Data listing —
^^^^

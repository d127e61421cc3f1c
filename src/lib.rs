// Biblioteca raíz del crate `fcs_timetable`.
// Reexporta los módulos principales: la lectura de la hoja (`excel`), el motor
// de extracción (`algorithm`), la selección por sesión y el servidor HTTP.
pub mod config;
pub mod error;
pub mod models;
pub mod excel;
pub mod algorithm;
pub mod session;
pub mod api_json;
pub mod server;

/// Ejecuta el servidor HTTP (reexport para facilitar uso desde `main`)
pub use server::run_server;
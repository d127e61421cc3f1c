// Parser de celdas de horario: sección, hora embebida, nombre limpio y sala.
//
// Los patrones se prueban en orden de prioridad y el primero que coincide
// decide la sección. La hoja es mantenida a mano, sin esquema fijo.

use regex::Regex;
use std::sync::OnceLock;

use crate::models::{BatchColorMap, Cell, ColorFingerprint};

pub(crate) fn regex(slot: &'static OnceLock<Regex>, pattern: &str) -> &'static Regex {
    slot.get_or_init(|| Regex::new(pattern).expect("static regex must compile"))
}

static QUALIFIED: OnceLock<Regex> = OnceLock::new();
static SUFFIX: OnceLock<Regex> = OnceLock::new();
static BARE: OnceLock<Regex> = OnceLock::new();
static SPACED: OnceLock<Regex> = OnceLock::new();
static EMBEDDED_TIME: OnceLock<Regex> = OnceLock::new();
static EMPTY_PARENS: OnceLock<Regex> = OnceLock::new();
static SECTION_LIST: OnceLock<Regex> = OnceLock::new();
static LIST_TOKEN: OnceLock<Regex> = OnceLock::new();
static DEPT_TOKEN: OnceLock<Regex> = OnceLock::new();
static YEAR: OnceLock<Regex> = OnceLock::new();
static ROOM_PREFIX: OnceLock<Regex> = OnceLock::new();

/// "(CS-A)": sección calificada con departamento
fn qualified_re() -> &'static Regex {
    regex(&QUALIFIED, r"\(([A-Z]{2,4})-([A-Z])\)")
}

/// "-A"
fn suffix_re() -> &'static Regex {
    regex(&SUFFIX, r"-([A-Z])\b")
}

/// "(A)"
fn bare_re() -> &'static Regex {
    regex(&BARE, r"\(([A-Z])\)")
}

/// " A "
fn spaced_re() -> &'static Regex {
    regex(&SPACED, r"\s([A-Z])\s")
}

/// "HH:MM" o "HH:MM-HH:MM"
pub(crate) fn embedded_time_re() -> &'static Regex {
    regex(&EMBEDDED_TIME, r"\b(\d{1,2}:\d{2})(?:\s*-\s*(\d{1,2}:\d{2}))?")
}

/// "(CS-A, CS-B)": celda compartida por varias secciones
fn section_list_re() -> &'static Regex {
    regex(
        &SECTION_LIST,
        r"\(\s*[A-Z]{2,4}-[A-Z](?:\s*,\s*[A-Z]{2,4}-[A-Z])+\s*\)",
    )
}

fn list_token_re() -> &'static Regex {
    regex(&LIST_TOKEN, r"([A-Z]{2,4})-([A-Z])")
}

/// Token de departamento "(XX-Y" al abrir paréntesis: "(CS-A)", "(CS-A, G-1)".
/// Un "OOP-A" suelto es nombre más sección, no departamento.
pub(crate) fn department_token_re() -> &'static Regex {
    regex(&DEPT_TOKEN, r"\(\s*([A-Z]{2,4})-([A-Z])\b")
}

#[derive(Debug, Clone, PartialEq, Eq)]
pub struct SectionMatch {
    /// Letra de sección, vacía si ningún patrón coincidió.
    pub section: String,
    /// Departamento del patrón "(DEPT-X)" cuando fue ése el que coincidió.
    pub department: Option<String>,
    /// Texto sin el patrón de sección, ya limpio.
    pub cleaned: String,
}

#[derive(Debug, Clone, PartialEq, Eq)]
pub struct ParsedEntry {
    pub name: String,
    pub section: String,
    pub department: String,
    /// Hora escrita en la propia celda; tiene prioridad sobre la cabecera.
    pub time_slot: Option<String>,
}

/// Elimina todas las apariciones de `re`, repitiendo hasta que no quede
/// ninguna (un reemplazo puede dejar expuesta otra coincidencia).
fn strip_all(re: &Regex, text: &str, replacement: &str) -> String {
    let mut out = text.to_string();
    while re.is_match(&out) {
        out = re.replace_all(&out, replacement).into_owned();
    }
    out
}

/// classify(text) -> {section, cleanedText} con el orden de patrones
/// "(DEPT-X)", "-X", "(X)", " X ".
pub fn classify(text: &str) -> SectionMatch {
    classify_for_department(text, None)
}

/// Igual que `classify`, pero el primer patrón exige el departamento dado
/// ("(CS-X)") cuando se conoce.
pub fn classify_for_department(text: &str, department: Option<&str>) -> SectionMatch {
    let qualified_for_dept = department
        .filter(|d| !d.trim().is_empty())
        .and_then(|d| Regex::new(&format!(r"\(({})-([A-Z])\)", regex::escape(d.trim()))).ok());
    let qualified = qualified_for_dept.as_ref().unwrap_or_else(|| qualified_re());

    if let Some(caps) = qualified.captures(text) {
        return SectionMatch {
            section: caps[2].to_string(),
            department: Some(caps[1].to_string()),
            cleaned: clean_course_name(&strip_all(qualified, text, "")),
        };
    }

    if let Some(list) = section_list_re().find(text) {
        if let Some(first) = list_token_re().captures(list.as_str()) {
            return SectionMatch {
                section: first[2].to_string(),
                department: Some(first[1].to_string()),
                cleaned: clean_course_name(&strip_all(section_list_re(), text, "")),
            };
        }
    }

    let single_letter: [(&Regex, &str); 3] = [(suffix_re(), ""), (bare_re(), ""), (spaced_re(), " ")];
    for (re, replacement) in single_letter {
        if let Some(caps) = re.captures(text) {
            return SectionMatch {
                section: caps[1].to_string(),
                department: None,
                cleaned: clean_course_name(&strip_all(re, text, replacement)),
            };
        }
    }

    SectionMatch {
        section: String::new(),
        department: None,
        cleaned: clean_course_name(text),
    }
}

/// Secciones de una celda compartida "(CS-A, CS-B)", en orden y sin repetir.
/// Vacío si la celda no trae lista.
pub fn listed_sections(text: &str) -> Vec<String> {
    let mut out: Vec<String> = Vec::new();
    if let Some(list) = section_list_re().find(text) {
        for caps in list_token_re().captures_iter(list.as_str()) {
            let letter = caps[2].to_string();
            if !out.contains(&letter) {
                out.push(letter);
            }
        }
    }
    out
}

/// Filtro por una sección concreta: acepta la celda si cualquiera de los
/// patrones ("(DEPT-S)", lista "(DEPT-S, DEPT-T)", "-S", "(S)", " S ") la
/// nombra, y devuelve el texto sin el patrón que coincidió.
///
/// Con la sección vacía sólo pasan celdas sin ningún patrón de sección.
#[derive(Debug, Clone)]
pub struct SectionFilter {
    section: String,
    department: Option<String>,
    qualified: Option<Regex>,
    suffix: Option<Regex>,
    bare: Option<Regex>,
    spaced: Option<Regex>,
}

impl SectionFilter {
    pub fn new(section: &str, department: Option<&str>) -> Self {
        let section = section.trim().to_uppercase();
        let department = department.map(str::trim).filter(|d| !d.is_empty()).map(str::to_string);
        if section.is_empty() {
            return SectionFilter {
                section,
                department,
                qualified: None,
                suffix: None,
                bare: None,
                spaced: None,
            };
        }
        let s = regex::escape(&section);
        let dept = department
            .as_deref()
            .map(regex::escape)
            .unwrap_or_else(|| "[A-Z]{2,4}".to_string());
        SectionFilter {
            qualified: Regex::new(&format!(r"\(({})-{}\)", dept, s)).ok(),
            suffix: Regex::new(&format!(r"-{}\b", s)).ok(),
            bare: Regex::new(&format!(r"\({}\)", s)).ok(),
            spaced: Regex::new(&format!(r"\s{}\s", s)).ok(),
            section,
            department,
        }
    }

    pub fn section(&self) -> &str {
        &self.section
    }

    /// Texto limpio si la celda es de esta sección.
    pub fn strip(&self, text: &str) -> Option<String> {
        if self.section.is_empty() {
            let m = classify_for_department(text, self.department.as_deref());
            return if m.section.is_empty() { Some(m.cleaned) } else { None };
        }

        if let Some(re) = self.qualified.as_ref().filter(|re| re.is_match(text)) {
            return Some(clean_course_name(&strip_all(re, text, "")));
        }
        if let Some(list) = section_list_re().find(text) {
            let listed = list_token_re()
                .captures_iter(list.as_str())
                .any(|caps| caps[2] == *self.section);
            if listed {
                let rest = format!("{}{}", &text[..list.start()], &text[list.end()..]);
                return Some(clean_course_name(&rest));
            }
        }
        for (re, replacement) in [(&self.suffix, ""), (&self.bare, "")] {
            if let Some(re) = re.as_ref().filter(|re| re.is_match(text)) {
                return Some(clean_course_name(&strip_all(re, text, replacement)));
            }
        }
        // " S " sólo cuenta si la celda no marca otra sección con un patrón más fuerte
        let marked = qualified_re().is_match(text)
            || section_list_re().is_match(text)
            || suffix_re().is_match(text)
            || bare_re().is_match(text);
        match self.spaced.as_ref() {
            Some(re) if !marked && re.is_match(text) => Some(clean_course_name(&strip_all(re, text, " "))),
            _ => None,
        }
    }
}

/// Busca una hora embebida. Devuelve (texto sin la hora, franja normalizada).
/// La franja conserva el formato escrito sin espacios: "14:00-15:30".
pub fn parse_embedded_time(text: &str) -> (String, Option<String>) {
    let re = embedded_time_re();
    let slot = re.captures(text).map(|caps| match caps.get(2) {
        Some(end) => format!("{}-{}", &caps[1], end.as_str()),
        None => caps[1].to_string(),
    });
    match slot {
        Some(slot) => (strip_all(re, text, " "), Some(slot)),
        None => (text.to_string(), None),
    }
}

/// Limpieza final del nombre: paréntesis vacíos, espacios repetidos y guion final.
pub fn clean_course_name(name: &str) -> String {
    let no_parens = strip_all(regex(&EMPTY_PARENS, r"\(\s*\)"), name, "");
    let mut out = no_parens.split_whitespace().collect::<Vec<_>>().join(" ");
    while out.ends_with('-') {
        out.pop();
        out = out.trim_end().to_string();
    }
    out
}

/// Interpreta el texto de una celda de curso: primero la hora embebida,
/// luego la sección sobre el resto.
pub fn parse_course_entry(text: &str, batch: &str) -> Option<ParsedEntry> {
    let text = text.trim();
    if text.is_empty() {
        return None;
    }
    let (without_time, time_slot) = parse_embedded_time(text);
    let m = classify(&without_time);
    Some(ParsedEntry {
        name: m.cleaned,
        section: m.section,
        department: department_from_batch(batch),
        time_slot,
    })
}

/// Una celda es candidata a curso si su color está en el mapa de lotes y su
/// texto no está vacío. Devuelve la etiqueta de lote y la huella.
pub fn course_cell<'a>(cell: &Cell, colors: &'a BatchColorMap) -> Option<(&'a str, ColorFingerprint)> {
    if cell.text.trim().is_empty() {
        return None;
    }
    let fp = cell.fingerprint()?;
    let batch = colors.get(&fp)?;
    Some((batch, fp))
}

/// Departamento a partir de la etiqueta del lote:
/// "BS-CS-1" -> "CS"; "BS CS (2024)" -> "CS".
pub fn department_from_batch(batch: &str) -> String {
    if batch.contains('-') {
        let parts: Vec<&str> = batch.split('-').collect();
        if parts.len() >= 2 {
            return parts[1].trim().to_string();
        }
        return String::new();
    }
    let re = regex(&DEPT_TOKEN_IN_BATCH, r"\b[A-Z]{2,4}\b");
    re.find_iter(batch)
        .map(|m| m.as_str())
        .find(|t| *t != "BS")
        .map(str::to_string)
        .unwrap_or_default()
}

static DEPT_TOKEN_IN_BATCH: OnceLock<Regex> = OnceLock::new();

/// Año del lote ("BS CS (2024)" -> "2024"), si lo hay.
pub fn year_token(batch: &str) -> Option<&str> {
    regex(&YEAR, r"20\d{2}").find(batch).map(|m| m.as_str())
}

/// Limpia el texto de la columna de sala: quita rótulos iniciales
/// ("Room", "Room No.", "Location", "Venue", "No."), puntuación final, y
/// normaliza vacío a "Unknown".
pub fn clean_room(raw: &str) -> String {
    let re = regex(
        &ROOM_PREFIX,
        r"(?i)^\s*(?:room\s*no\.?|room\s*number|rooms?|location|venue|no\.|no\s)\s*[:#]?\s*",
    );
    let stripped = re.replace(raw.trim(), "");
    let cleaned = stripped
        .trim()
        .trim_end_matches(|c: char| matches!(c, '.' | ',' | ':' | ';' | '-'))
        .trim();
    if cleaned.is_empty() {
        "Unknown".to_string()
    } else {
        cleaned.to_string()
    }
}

^^^^

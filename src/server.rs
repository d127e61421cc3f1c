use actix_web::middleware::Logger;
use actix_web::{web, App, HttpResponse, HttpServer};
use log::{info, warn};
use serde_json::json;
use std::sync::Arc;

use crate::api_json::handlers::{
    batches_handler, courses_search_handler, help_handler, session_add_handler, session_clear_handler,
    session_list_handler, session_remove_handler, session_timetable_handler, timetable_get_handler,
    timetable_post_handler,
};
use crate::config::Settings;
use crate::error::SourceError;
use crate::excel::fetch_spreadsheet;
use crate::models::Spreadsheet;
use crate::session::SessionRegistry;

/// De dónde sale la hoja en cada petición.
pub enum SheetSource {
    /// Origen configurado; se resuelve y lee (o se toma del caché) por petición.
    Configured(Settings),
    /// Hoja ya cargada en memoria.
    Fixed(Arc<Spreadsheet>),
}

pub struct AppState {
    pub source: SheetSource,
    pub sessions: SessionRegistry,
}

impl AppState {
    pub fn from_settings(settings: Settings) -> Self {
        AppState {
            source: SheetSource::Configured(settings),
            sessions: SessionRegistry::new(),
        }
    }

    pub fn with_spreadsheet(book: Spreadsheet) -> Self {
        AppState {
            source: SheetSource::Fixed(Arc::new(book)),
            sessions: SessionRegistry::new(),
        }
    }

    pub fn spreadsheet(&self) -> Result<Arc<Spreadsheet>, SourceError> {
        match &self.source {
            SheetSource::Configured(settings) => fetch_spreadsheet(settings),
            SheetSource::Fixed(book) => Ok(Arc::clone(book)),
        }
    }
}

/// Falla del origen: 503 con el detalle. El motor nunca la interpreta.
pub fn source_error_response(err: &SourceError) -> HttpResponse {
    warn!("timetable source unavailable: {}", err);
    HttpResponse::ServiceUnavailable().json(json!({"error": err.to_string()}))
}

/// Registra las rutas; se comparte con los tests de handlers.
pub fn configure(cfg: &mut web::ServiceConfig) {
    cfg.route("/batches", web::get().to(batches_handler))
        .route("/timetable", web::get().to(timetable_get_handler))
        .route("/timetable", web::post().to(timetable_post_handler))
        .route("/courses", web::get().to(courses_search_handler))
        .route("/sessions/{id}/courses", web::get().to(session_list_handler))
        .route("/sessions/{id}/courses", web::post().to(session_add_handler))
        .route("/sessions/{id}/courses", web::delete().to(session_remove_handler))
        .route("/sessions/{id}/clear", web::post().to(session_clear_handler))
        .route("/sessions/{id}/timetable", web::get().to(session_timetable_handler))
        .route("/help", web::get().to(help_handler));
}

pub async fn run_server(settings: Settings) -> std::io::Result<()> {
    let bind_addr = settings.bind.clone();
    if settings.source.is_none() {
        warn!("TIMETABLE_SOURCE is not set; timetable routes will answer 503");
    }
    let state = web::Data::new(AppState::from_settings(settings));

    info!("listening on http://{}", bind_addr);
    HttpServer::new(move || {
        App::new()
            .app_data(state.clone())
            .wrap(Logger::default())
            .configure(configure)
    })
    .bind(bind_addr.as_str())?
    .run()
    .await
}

^^^^

Task to carry out —
Search the listing above for the lines with "Some(re) if !marked" and "La franja conserva", then output those lines and all lines between them exactly.

Exercise solution —
            Some(re) if !marked && re.is_match(text) => Some(clean_course_name(&strip_all(re, text, " "))),
            _ => None,
        }
    }
}

/// Busca una hora embebida. Devuelve (texto sin la hora, franja normalizada).
/// La franja conserva el formato escrito sin espacios: "14:00-15:30".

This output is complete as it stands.